-- Opening Marker --

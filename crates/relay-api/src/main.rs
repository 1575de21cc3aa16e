//! Relay API Server entry point
//!
//! Run with:
//! ```bash
//! cargo run -p relay-api
//! ```
//!
//! Configuration is loaded from environment variables.

use relay_common::{try_init_tracing, AppConfig};
use tracing::{error, info};

#[tokio::main]
async fn main() {
    // Initialize tracing
    if let Err(e) = try_init_tracing() {
        eprintln!("Warning: Failed to initialize tracing: {}", e);
    }

    // Run the server
    if let Err(e) = run().await {
        error!(error = %e, "Server failed to start");
        std::process::exit(1);
    }
}

async fn run() -> Result<(), Box<dyn std::error::Error>> {
    info!("Starting Relay API Server...");

    // Load configuration
    let config = AppConfig::from_env().map_err(|e| {
        error!(error = %e, "Failed to load configuration");
        e
    })?;

    info!(
        env = ?config.app.env,
        port = config.api.port,
        "Configuration loaded"
    );

    // Run the server
    relay_api::run(config).await?;

    Ok(())
}
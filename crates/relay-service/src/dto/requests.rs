//! Request DTOs for API endpoints
//!
//! All request DTOs implement `Deserialize` and `Validate` for input validation.

use serde::Deserialize;
use validator::{Validate, ValidationError};

/// Reaction kinds accepted by the API
pub const REACTION_KINDS: [&str; 6] = ["like", "love", "laugh", "sad", "clap", "wow"];

fn validate_reaction_kind(kind: &str) -> Result<(), ValidationError> {
    if REACTION_KINDS.contains(&kind) {
        Ok(())
    } else {
        Err(ValidationError::new("unknown_reaction_kind"))
    }
}

// ============================================================================
// Message Requests
// ============================================================================

/// Create message request
#[derive(Debug, Clone, Deserialize, Validate)]
pub struct CreateMessageRequest {
    #[validate(length(min = 1, max = 2000, message = "Text must be 1-2000 characters"))]
    pub text: String,

    #[validate(length(min = 1, message = "user_id is required"))]
    pub user_id: String,
}

// ============================================================================
// Reaction Requests
// ============================================================================

/// Create reaction request
#[derive(Debug, Clone, Deserialize, Validate)]
pub struct CreateReactionRequest {
    /// Reaction kind, e.g. 'like' or 'clap'
    #[serde(rename = "type")]
    #[validate(custom(function = validate_reaction_kind))]
    pub kind: String,

    /// Reaction weight; defaults to 1 when omitted
    #[validate(range(min = 1, message = "Score must be a positive integer"))]
    pub score: Option<i32>,

    #[validate(length(min = 1, message = "user_id is required"))]
    pub user_id: String,
}
//! Server setup and initialization
//!
//! Provides the main application builder and server runner.

use std::net::SocketAddr;
use std::sync::Arc;

use axum::Router;
use relay_cache::{MessageCache, RedisPool, RedisPoolConfig};
use relay_common::{AppConfig, AppError};
use relay_db::{create_pool, PgMessageRepository, PgReactionRepository};
use relay_service::ServiceContextBuilder;
use tokio::net::TcpListener;
use tracing::info;

use crate::middleware::apply_middleware;
use crate::routes::create_router;
use crate::state::AppState;

/// Build the complete Axum application with all routes and middleware
pub fn create_app(state: AppState) -> Router {
    let router = create_router();
    let router = apply_middleware(router);
    router.with_state(state)
}

/// Initialize all dependencies and create AppState
pub async fn create_app_state(config: AppConfig) -> Result<AppState, AppError> {
    // Create database pool
    info!("Connecting to PostgreSQL...");
    let db_config = relay_db::DatabaseConfig {
        url: config.database.url.clone(),
        max_connections: config.database.max_connections,
        min_connections: config.database.min_connections,
        ..Default::default()
    };
    let pool = create_pool(&db_config)
        .await
        .map_err(|e| AppError::Database(e.to_string()))?;
    info!("PostgreSQL connection established");

    // Create Redis pool
    info!("Connecting to Redis...");
    let redis_config = RedisPoolConfig::from(&config.redis);
    let redis_pool = RedisPool::new(redis_config).map_err(|e| AppError::Cache(e.to_string()))?;
    let shared_redis = Arc::new(redis_pool);
    info!("Redis connection established");

    // Create repositories
    let message_repo = Arc::new(PgMessageRepository::new(pool.clone()));
    let reaction_repo = Arc::new(PgReactionRepository::new(pool.clone()));

    // Create the message cache
    let message_cache = MessageCache::from_config((*shared_redis).clone(), &config.cache);

    // Build service context
    let service_context = ServiceContextBuilder::new()
        .pool(pool)
        .redis_pool(shared_redis)
        .message_repo(message_repo)
        .reaction_repo(reaction_repo)
        .message_cache(message_cache)
        .build()
        .map_err(|e| AppError::Config(e.to_string()))?;

    Ok(AppState::new(service_context, config))
}

/// Run the HTTP server
pub async fn run_server(app: Router, addr: SocketAddr) -> Result<(), AppError> {
    info!("Starting HTTP server on {}", addr);

    let listener = TcpListener::bind(addr)
        .await
        .map_err(|e| AppError::Config(format!("Failed to bind to {}: {}", addr, e)))?;

    info!("Server listening on http://{}", addr);

    axum::serve(listener, app)
        .await
        .map_err(|e| AppError::Config(format!("Server error: {}", e)))?;

    Ok(())
}

/// Run the complete server with configuration
pub async fn run(config: AppConfig) -> Result<(), AppError> {
    let addr = SocketAddr::from(([0, 0, 0, 0], config.api.port));

    // Create app state
    let state = create_app_state(config).await?;

    // Build application
    let app = create_app(state);

    // Run server
    run_server(app, addr).await
}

-- Closing Marker --

Task prompt >>
Each of the entries must be set down exactly, none omitted.

Problem solution >>
filename crates/relay-api/src/main.rs
repository 1575de21cc3aa16e
//! Relay API Server entry point
//!
//! Run with:
//! ```bash
//! cargo run -p relay-api
//! ```
//!
//! Configuration is loaded from environment variables.

use relay_common::{try_init_tracing, AppConfig};
use tracing::{error, info};

#[tokio::main]
async fn main() {
    // Initialize tracing
    if let Err(e) = try_init_tracing() {
        eprintln!("Warning: Failed to initialize tracing: {}", e);
    }

    // Run the server
    if let Err(e) = run().await {
        error!(error = %e, "Server failed to start");
        std::process::exit(1);
    }
}

async fn run() -> Result<(), Box<dyn std::error::Error>> {
    info!("Starting Relay API Server...");

    // Load configuration
    let config = AppConfig::from_env().map_err(|e| {
        error!(error = %e, "Failed to load configuration");
        e
    })?;

    info!(
        env = ?config.app.env,
        port = config.api.port,
        "Configuration loaded"
    );

    // Run the server
    relay_api::run(config).await?;

    Ok(())
}
filename crates/relay-service/src/dto/requests.rs
//! Request DTOs for API endpoints
//!
//! All request DTOs implement `Deserialize` and `Validate` for input validation.

use serde::Deserialize;
use validator::{Validate, ValidationError};

/// Reaction kinds accepted by the API
pub const REACTION_KINDS: [&str; 6] = ["like", "love", "laugh", "sad", "clap", "wow"];

fn validate_reaction_kind(kind: &str) -> Result<(), ValidationError> {
    if REACTION_KINDS.contains(&kind) {
        Ok(())
    } else {
        Err(ValidationError::new("unknown_reaction_kind"))
    }
}

// ============================================================================
// Message Requests
// ============================================================================

/// Create message request
#[derive(Debug, Clone, Deserialize, Validate)]
pub struct CreateMessageRequest {
    #[validate(length(min = 1, max = 2000, message = "Text must be 1-2000 characters"))]
    pub text: String,

    #[validate(length(min = 1, message = "user_id is required"))]
    pub user_id: String,
}

// ============================================================================
// Reaction Requests
// ============================================================================

/// Create reaction request
#[derive(Debug, Clone, Deserialize, Validate)]
pub struct CreateReactionRequest {
    /// Reaction kind, e.g. 'like' or 'clap'
    #[serde(rename = "type")]
    #[validate(custom(function = validate_reaction_kind))]
    pub kind: String,

    /// Reaction weight; defaults to 1 when omitted
    #[validate(range(min = 1, message = "Score must be a positive integer"))]
    pub score: Option<i32>,

    #[validate(length(min = 1, message = "user_id is required"))]
    pub user_id: String,
}
//! Server setup and initialization
//!
//! Provides the main application builder and server runner.

use std::net::SocketAddr;
use std::sync::Arc;

use axum::Router;
use relay_cache::{MessageCache, RedisPool, RedisPoolConfig};
use relay_common::{AppConfig, AppError};
use relay_db::{create_pool, PgMessageRepository, PgReactionRepository};
use relay_service::ServiceContextBuilder;
use tokio::net::TcpListener;
use tracing::info;

use crate::middleware::apply_middleware;
use crate::routes::create_router;
use crate::state::AppState;

/// Build the complete Axum application with all routes and middleware
pub fn create_app(state: AppState) -> Router {
    let router = create_router();
    let router = apply_middleware(router);
    router.with_state(state)
}

/// Initialize all dependencies and create AppState
pub async fn create_app_state(config: AppConfig) -> Result<AppState, AppError> {
    // Create database pool
    info!("Connecting to PostgreSQL...");
    let db_config = relay_db::DatabaseConfig {
        url: config.database.url.clone(),
        max_connections: config.database.max_connections,
        min_connections: config.database.min_connections,
        ..Default::default()
    };
    let pool = create_pool(&db_config)
        .await
        .map_err(|e| AppError::Database(e.to_string()))?;
    info!("PostgreSQL connection established");

    // Create Redis pool
    info!("Connecting to Redis...");
    let redis_config = RedisPoolConfig::from(&config.redis);
    let redis_pool = RedisPool::new(redis_config).map_err(|e| AppError::Cache(e.to_string()))?;
    let shared_redis = Arc::new(redis_pool);
    info!("Redis connection established");

    // Create repositories
    let message_repo = Arc::new(PgMessageRepository::new(pool.clone()));
    let reaction_repo = Arc::new(PgReactionRepository::new(pool.clone()));

    // Create the message cache
    let message_cache = MessageCache::from_config((*shared_redis).clone(), &config.cache);

    // Build service context
    let service_context = ServiceContextBuilder::new()
        .pool(pool)
        .redis_pool(shared_redis)
        .message_repo(message_repo)
        .reaction_repo(reaction_repo)
        .message_cache(message_cache)
        .build()
        .map_err(|e| AppError::Config(e.to_string()))?;

    Ok(AppState::new(service_context, config))
}

/// Run the HTTP server
pub async fn run_server(app: Router, addr: SocketAddr) -> Result<(), AppError> {
    info!("Starting HTTP server on {}", addr);

    let listener = TcpListener::bind(addr)
        .await
        .map_err(|e| AppError::Config(format!("Failed to bind to {}: {}", addr, e)))?;

    info!("Server listening on http://{}", addr);

    axum::serve(listener, app)
        .await
        .map_err(|e| AppError::Config(format!("Server error: {}", e)))?;

    Ok(())
}

/// Run the complete server with configuration
pub async fn run(config: AppConfig) -> Result<(), AppError> {
    let addr = SocketAddr::from(([0, 0, 0, 0], config.api.port));

    // Create app state
    let state = create_app_state(config).await?;

    // Build application
    let app = create_app(state);

    // Run server
    run_server(app, addr).await
}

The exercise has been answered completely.